=== Problem requirements ===
Each line below should be written out again exactly.
Task inputs START
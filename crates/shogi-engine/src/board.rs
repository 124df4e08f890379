//! The 9x9 piece grid.

use shogi_core::{Piece, PieceType, Side, Square};

/// A 9x9 grid of optional pieces, indexed by [`Square`].
///
/// `Board` is `Copy`; every move produces a fresh board, so older positions
/// stay valid for as long as callers hold them.
#[derive(Debug, Clone, Copy, PartialEq, Eq, Hash)]
pub struct Board {
    cells: [Option<Piece>; Square::COUNT],
}

impl Board {
    /// A board with no pieces.
    pub const EMPTY: Board = Board {
        cells: [None; Square::COUNT],
    };

    /// Returns the piece on the given square, if any.
    #[inline]
    pub fn get(&self, sq: Square) -> Option<Piece> {
        self.cells[sq.index()]
    }

    /// Puts a piece on (or clears) the given square.
    #[inline]
    pub fn set(&mut self, sq: Square, piece: Option<Piece>) {
        self.cells[sq.index()] = piece;
    }

    /// Removes and returns the piece on the given square.
    #[inline]
    pub fn take(&mut self, sq: Square) -> Option<Piece> {
        self.cells[sq.index()].take()
    }

    /// Returns true if the square is empty.
    #[inline]
    pub fn is_empty_at(&self, sq: Square) -> bool {
        self.cells[sq.index()].is_none()
    }

    /// Iterates over every occupied square.
    pub fn pieces(&self) -> impl Iterator<Item = (Square, Piece)> + '_ {
        Square::all().filter_map(move |sq| self.get(sq).map(|p| (sq, p)))
    }

    /// Iterates over the squares holding pieces owned by `side`.
    pub fn pieces_of(&self, side: Side) -> impl Iterator<Item = (Square, Piece)> + '_ {
        self.pieces().filter(move |(_, p)| p.owner == side)
    }

    /// Returns the square of `side`'s King, if it is on the board.
    pub fn king_square(&self, side: Side) -> Option<Square> {
        self.pieces_of(side)
            .find(|(_, p)| p.kind == PieceType::King)
            .map(|(sq, _)| sq)
    }

    /// Returns true if `side` has an unpromoted Pawn on column `col`.
    pub fn has_unpromoted_pawn_on_col(&self, side: Side, col: u8) -> bool {
        (0..Square::SIZE)
            .filter_map(|row| Square::new(row, col))
            .filter_map(|sq| self.get(sq))
            .any(|p| p.owner == side && p.kind == PieceType::Pawn && !p.promoted)
    }

    /// Returns the number of pieces on the board.
    pub fn count(&self) -> usize {
        self.cells.iter().filter(|c| c.is_some()).count()
    }
}

impl Default for Board {
    fn default() -> Self {
        Self::EMPTY
    }
}

#[cfg(test)]
mod tests {
    use super::*;

    fn sq(row: u8, col: u8) -> Square {
        Square::new(row, col).unwrap()
    }

    #[test]
    fn set_get_take() {
        let mut board = Board::EMPTY;
        let silver = Piece::new(PieceType::Silver, Side::Gote);
        board.set(sq(2, 3), Some(silver));
        assert_eq!(board.get(sq(2, 3)), Some(silver));
        assert!(!board.is_empty_at(sq(2, 3)));
        assert_eq!(board.count(), 1);

        assert_eq!(board.take(sq(2, 3)), Some(silver));
        assert!(board.is_empty_at(sq(2, 3)));
        assert_eq!(board.count(), 0);
    }

    #[test]
    fn pieces_of_filters_by_owner() {
        let mut board = Board::EMPTY;
        board.set(sq(8, 4), Some(Piece::new(PieceType::King, Side::Sente)));
        board.set(sq(0, 4), Some(Piece::new(PieceType::King, Side::Gote)));
        board.set(sq(6, 0), Some(Piece::new(PieceType::Pawn, Side::Sente)));

        assert_eq!(board.pieces().count(), 3);
        assert_eq!(board.pieces_of(Side::Sente).count(), 2);
        assert_eq!(board.king_square(Side::Gote), Some(sq(0, 4)));
        assert_eq!(board.king_square(Side::Sente), Some(sq(8, 4)));
    }

    #[test]
    fn missing_king() {
        assert_eq!(Board::EMPTY.king_square(Side::Sente), None);
    }

    #[test]
    fn pawn_file_ignores_promoted_and_enemy_pawns() {
        let mut board = Board::EMPTY;
        board.set(sq(3, 5), Some(Piece::new(PieceType::Pawn, Side::Sente).promote()));
        board.set(sq(4, 5), Some(Piece::new(PieceType::Pawn, Side::Gote)));
        assert!(!board.has_unpromoted_pawn_on_col(Side::Sente, 5));
        assert!(board.has_unpromoted_pawn_on_col(Side::Gote, 5));

        board.set(sq(6, 5), Some(Piece::new(PieceType::Pawn, Side::Sente)));
        assert!(board.has_unpromoted_pawn_on_col(Side::Sente, 5));
        assert!(!board.has_unpromoted_pawn_on_col(Side::Sente, 4));
    }
}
Task inputs END
=== Answer space ===
filename crates/shogi-engine/src/board.rs
repository 124df4e08f890379
//! The 9x9 piece grid.

use shogi_core::{Piece, PieceType, Side, Square};

/// A 9x9 grid of optional pieces, indexed by [`Square`].
///
/// `Board` is `Copy`; every move produces a fresh board, so older positions
/// stay valid for as long as callers hold them.
#[derive(Debug, Clone, Copy, PartialEq, Eq, Hash)]
pub struct Board {
    cells: [Option<Piece>; Square::COUNT],
}

impl Board {
    /// A board with no pieces.
    pub const EMPTY: Board = Board {
        cells: [None; Square::COUNT],
    };

    /// Returns the piece on the given square, if any.
    #[inline]
    pub fn get(&self, sq: Square) -> Option<Piece> {
        self.cells[sq.index()]
    }

    /// Puts a piece on (or clears) the given square.
    #[inline]
    pub fn set(&mut self, sq: Square, piece: Option<Piece>) {
        self.cells[sq.index()] = piece;
    }

    /// Removes and returns the piece on the given square.
    #[inline]
    pub fn take(&mut self, sq: Square) -> Option<Piece> {
        self.cells[sq.index()].take()
    }

    /// Returns true if the square is empty.
    #[inline]
    pub fn is_empty_at(&self, sq: Square) -> bool {
        self.cells[sq.index()].is_none()
    }

    /// Iterates over every occupied square.
    pub fn pieces(&self) -> impl Iterator<Item = (Square, Piece)> + '_ {
        Square::all().filter_map(move |sq| self.get(sq).map(|p| (sq, p)))
    }

    /// Iterates over the squares holding pieces owned by `side`.
    pub fn pieces_of(&self, side: Side) -> impl Iterator<Item = (Square, Piece)> + '_ {
        self.pieces().filter(move |(_, p)| p.owner == side)
    }

    /// Returns the square of `side`'s King, if it is on the board.
    pub fn king_square(&self, side: Side) -> Option<Square> {
        self.pieces_of(side)
            .find(|(_, p)| p.kind == PieceType::King)
            .map(|(sq, _)| sq)
    }

    /// Returns true if `side` has an unpromoted Pawn on column `col`.
    pub fn has_unpromoted_pawn_on_col(&self, side: Side, col: u8) -> bool {
        (0..Square::SIZE)
            .filter_map(|row| Square::new(row, col))
            .filter_map(|sq| self.get(sq))
            .any(|p| p.owner == side && p.kind == PieceType::Pawn && !p.promoted)
    }

    /// Returns the number of pieces on the board.
    pub fn count(&self) -> usize {
        self.cells.iter().filter(|c| c.is_some()).count()
    }
}

impl Default for Board {
    fn default() -> Self {
        Self::EMPTY
    }
}

#[cfg(test)]
mod tests {
    use super::*;

    fn sq(row: u8, col: u8) -> Square {
        Square::new(row, col).unwrap()
    }

    #[test]
    fn set_get_take() {
        let mut board = Board::EMPTY;
        let silver = Piece::new(PieceType::Silver, Side::Gote);
        board.set(sq(2, 3), Some(silver));
        assert_eq!(board.get(sq(2, 3)), Some(silver));
        assert!(!board.is_empty_at(sq(2, 3)));
        assert_eq!(board.count(), 1);

        assert_eq!(board.take(sq(2, 3)), Some(silver));
        assert!(board.is_empty_at(sq(2, 3)));
        assert_eq!(board.count(), 0);
    }

    #[test]
    fn pieces_of_filters_by_owner() {
        let mut board = Board::EMPTY;
        board.set(sq(8, 4), Some(Piece::new(PieceType::King, Side::Sente)));
        board.set(sq(0, 4), Some(Piece::new(PieceType::King, Side::Gote)));
        board.set(sq(6, 0), Some(Piece::new(PieceType::Pawn, Side::Sente)));

        assert_eq!(board.pieces().count(), 3);
        assert_eq!(board.pieces_of(Side::Sente).count(), 2);
        assert_eq!(board.king_square(Side::Gote), Some(sq(0, 4)));
        assert_eq!(board.king_square(Side::Sente), Some(sq(8, 4)));
    }

    #[test]
    fn missing_king() {
        assert_eq!(Board::EMPTY.king_square(Side::Sente), None);
    }

    #[test]
    fn pawn_file_ignores_promoted_and_enemy_pawns() {
        let mut board = Board::EMPTY;
        board.set(sq(3, 5), Some(Piece::new(PieceType::Pawn, Side::Sente).promote()));
        board.set(sq(4, 5), Some(Piece::new(PieceType::Pawn, Side::Gote)));
        assert!(!board.has_unpromoted_pawn_on_col(Side::Sente, 5));
        assert!(board.has_unpromoted_pawn_on_col(Side::Gote, 5));

        board.set(sq(6, 5), Some(Piece::new(PieceType::Pawn, Side::Sente)));
        assert!(board.has_unpromoted_pawn_on_col(Side::Sente, 5));
        assert!(!board.has_unpromoted_pawn_on_col(Side::Sente, 4));
    }
}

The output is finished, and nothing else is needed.